Migliorare la nostra fotografia per sottrazione

On 02/02/2015 by Nicola Focci
La distruzione di Hiroshima (fonte: boston.com)

La distruzione di Hiroshima (fonte: boston.com)

Un obiettivo senza un metodo, è una cosa insensata.
(W. E. Deming)

All’indomani della seconda guerra mondiale, il Giappone era un cumulo di macerie.

Passano circa trent’anni, ed eccoli diventare una potenza industriale di primo piano. Ricordo il primo impianto stereo “serio” che mio padre acquistò negli anni ’70: un “sintoampli” Sony privo di grandi fronzoli, ma massiccio e fatto strabene, tanto che funziona perfettamente anche oggi.

Come hanno fatto? Il Giappone non dispone di enormi risorse (persero la guerra anche perché gli americani tagliarono le vie di rifornimento della nafta), quindi la risposta deve trovarsi più facilmente nei metodi che non nei mezzi.

Ebbene, hanno impiegato una strategia molto semplice ma anche efficace: anziché concentrarsi a “fare per migliorare”, si sono impegnati a “fare per non peggiorare”. Anziché arricchire il prodotto con l’aggiunta di materiali o caratteristiche, ne hanno fabbricato uno praticamente privo di difetti.

L’attenzione verso la qualità del prodotto finito è stata ottenuta attraverso una serie di strumenti statistici (come le carte di controllo o i Diagrammi di Pareto) e di provvedimenti organizzativi (l’applicazione di azioni correttive documentate, l’attenzione al cliente, la responsabilizzazione degli operatori…). In questo modo, le aziende giapponesi hanno anche capito che ridurre gli errori significava contestualmente ridurre i costi ed essere più efficienti.

Questa strategia, alla lunga, pagava molto di più che non spremersi le meningi per ideare prodotti più grandi, migliori, o più costosi. Un prodotto a “difetti zero” fidelizzava il consumatore; ed acquisirne di nuovi era (ed è) molto più oneroso che mantenere quelli che si hanno.

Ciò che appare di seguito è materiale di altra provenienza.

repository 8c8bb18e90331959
//! Prometheus recorder installation and rendering.

use metrics_exporter_prometheus::{BuildError, PrometheusBuilder, PrometheusHandle};
use tracing::info;

/// Install the global Prometheus recorder.
///
/// Call once at startup, before anything records metrics. Fails if another
/// recorder is already installed.
pub fn install_recorder() -> Result<PrometheusHandle, BuildError> {
    let handle = PrometheusBuilder::new().install_recorder()?;
    info!("prometheus metrics recorder installed");
    Ok(handle)
}

/// Prometheus text exposition, or an empty body without a recorder.
pub fn render(handle: Option<&PrometheusHandle>) -> String {
    handle.map(PrometheusHandle::render).unwrap_or_default()
}
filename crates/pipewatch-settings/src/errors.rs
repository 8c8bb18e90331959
//! Settings error types.

use thiserror::Error;

/// Errors that can occur when loading or parsing settings.
#[derive(Debug, Error)]
pub enum SettingsError {
    /// Failed to read the settings file from disk.
    #[error("failed to read settings file: {0}")]
    Io(#[from] std::io::Error),
    /// Failed to parse JSON in the settings file.
    #[error("failed to parse settings JSON: {0}")]
    Json(#[from] serde_json::Error),
}

/// Result type for settings operations.
pub type Result<T> = std::result::Result<T, SettingsError>;
//! Per-connection state owned by the registry.

use std::sync::Arc;
use std::sync::atomic::{AtomicBool, AtomicU64, Ordering};
use std::time::Duration;

use chrono::{DateTime, Utc};
use parking_lot::Mutex;
use pipewatch_core::{ConnectionId, TransportError};
use serde::Serialize;

use crate::transport::Transport;

/// One registered dashboard client.
pub struct Connection {
    /// Unique id.
    pub id: ConnectionId,
    transport: Arc<dyn Transport>,
    /// When the connection was accepted.
    pub connected_at: DateTime<Utc>,
    last_activity: Mutex<DateTime<Utc>>,
    messages_sent: AtomicU64,
    open: AtomicBool,
}

impl Connection {
    /// Wrap a transport. Starts open with `last_activity = now`.
    pub fn new(id: ConnectionId, transport: Arc<dyn Transport>) -> Self {
        let now = Utc::now();
        Self {
            id,
            transport,
            connected_at: now,
            last_activity: Mutex::new(now),
            messages_sent: AtomicU64::new(0),
            open: AtomicBool::new(true),
        }
    }

    /// Send one frame, bounded by `deadline`.
    ///
    /// A connection that has been marked closed refuses to send.
    pub async fn deliver(&self, frame: Arc<str>, deadline: Duration) -> Result<(), TransportError> {
        if !self.is_open() {
            return Err(TransportError::Closed);
        }
        match tokio::time::timeout(deadline, self.transport.send(frame)).await {
            Ok(Ok(())) => {
                let _ = self.messages_sent.fetch_add(1, Ordering::Relaxed);
                self.touch();
                Ok(())
            }
            Ok(Err(e)) => Err(e),
            Err(_) => Err(TransportError::Timeout(deadline)),
        }
    }

    /// Record activity (a send or an inbound frame).
    pub fn touch(&self) {
        *self.last_activity.lock() = Utc::now();
    }

    /// Stop all further sends. Returns `true` on the first call.
    pub fn mark_closed(&self) -> bool {
        self.open.swap(false, Ordering::AcqRel)
    }

    /// Whether sends are still allowed.
    pub fn is_open(&self) -> bool {
        self.open.load(Ordering::Acquire)
    }

    /// Whether the transport reports the peer gone.
    pub fn transport_closed(&self) -> bool {
        self.transport.is_closed()
    }

    /// Best-effort close of the underlying transport.
    pub async fn close_transport(&self) {
        self.transport.close().await;
    }

    /// Frames delivered so far.
    pub fn messages_sent(&self) -> u64 {
        self.messages_sent.load(Ordering::Relaxed)
    }

    /// Last send or inbound frame.
    pub fn last_activity(&self) -> DateTime<Utc> {
        *self.last_activity.lock()
    }

    /// Serializable view for stats.
    pub fn info(&self) -> ConnectionInfo {
        ConnectionInfo {
            id: self.id.clone(),
            connected_at: self.connected_at,
            last_activity: self.last_activity(),
            messages_sent: self.messages_sent(),
        }
    }
}

impl std::fmt::Debug for Connection {
    fn fmt(&self, f: &mut std::fmt::Formatter<'_>) -> std::fmt::Result {
        f.debug_struct("Connection")
            .field("id", &self.id)
            .field("connected_at", &self.connected_at)
            .field("messages_sent", &self.messages_sent())
            .field("open", &self.is_open())
            .finish_non_exhaustive()
    }
}

/// Per-connection entry of [`crate::RegistryStats`].
#[derive(Clone, Debug, PartialEq, Eq, Serialize)]
pub struct ConnectionInfo {
    /// Connection id.
    pub id: ConnectionId,
    /// Accept time.
    pub connected_at: DateTime<Utc>,
    /// Last send or inbound frame.
    pub last_activity: DateTime<Utc>,
    /// Frames delivered.
    pub messages_sent: u64,
}
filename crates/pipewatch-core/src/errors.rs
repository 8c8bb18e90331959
//! Error taxonomy.
//!
//! Every failure inside the hub is local to one boundary: a single
//! connection, a single sample, a single inbound frame, or a single ingest
//! call. None of them is allowed to take the hosting process down, so the
//! types here are recorded and logged rather than propagated to `main`.

use std::time::Duration;

use thiserror::Error;

/// Send or close failure on one connection.
#[derive(Clone, Debug, Error, PartialEq, Eq)]
pub enum TransportError {
    /// The peer or its writer task is gone.
    #[error("transport closed")]
    Closed,
    /// The outbound buffer of a slow client is full.
    #[error("outbound buffer full")]
    Backpressure,
    /// The send did not finish in time.
    #[error("send timed out after {0:?}")]
    Timeout(Duration),
    /// Underlying I/O failure.
    #[error("transport I/O error: {0}")]
    Io(String),
}

/// Metrics collection failure.
#[derive(Clone, Debug, Error, PartialEq, Eq)]
pub enum ProviderError {
    /// A named sub-collector failed.
    #[error("collector '{collector}' failed: {message}")]
    Collector {
        /// Sub-collector name (e.g. `host`, `gpu`).
        collector: String,
        /// Failure detail.
        message: String,
    },
    /// Collection exceeded its deadline.
    #[error("snapshot timed out after {0:?}")]
    Timeout(Duration),
    /// A blocking worker panicked or was cancelled.
    #[error("collector worker failed: {0}")]
    Join(String),
}

impl ProviderError {
    /// Shorthand for [`ProviderError::Collector`].
    pub fn collector(collector: impl Into<String>, message: impl Into<String>) -> Self {
        Self::Collector {
            collector: collector.into(),
            message: message.into(),
        }
    }
}

/// Unexpected inbound frame.
#[derive(Clone, Debug, Error, PartialEq, Eq)]
pub enum ProtocolError {
    /// A text frame other than the liveness ping.
    #[error("unexpected text frame ({len} bytes)")]
    UnexpectedText {
        /// Frame length in bytes.
        len: usize,
    },
    /// A binary or otherwise unsupported frame.
    #[error("unsupported {kind} frame")]
    UnsupportedFrame {
        /// Frame kind label.
        kind: &'static str,
    },
}

/// Rejected input on the event-ingestion API.
#[derive(Clone, Debug, Error, PartialEq, Eq)]
pub enum IngestError {
    /// Stage id outside the declared stage set.
    #[error("unknown stage '{0}'")]
    UnknownStage(String),
    /// A full stage graph that fails validation.
    #[error("invalid stage graph: {0}")]
    InvalidGraph(String),
}
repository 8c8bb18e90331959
//! # pipewatch-settings
//!
//! Configuration with layered sources.
//!
//! Settings are loaded from three layers (in priority order):
//! 1. **Compiled defaults**: [`PipewatchSettings::default()`]
//! 2. **User file**: `~/.pipewatch/settings.json` (deep-merged over defaults)
//! 3. **Environment variables**: `PIPEWATCH_*` overrides (highest priority)
//!
//! Command-line flags are applied on top by the binary.

#![deny(unsafe_code)]

pub mod errors;
pub mod loader;
pub mod types;

pub use errors::{Result, SettingsError};
pub use loader::{
    clamp_to_ranges, deep_merge, load_settings, load_settings_from_path, settings_path,
};
pub use types::*;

Se oggi vanno tanto di moda termini come “qualità totale”, “lean manifacturing“, “kaizen“, lo dobbiamo a Toyota ed alle aziende giapponesi che per prime hanno praticato queste politiche. (Bisognerebbe poi aprire una parentesi sul ruolo che, in tutto ciò, ebbero i “guru” americani mandati in Giappone subito dopo la guerra – come W. E. Deming… ma questa è un’altra storia).

E in fotografia?

Io credo che si possa applicare il medesimo principio anche alla nostra passione fotografica, con analogo successo.

In fotografia, “cercare di migliorare aggiungendo” significa:

  • Acquistare attrezzatura;
  • Ampliare il numero di soggetti fotografati;
  • Riempire l’inquadratura di elementi, colori, distrazioni;
  • Fare largo uso di post-produzione…

“Cercare di migliorare per sottrazione” invece significa:

  • Pensare di più mentre si scatta;
  • Concentrarsi su una nicchia;
  • Adoperare uno stile semplice e d’impatto;
  • Non disperdersi tra mille ottiche e mille pratiche di post-produzione…
Non ci vuole molto per capire che “cercare di migliorare aggiungendo” finisce per non migliorare proprio nulla!

Oltre tutto, “migliorare per sottrazione” è molto più pratico del “migliorare aggiungendo”… per il semplice motivo che è più facile da implementare. Pensiamo alla dieta: se proprio non amo la verdura cruda, quantomeno posso cominciare con lo smettere di mangiare cibi grassi e industriali. Il mio fisico ne beneficerà comunque!

“Less is better” (“meno è meglio”) non rappresenta insomma la classica frase fatta mutuata da qualche strana filosofia zen; è invece un consiglio molto pratico!

Certo, non si tratta di un approccio intuitivo. Siamo attratti dall’eccellenza: i campioni dello sport, i grandi scrittori, gli attori più bravi… e ovviamente i grandi maestri della fotografia. Quando ci confrontiamo con questi ultimi, è sempre con il loro lavoro migliore, e non pensiamo mai ad un “impegno di sottrazione” che sicuramente ha lavorato dietro. Anche loro sono passati per le forche caudine del “migliorare per sottrazione”.

Un consiglio

E noi? Nel nostro piccolo, come possiamo procedere?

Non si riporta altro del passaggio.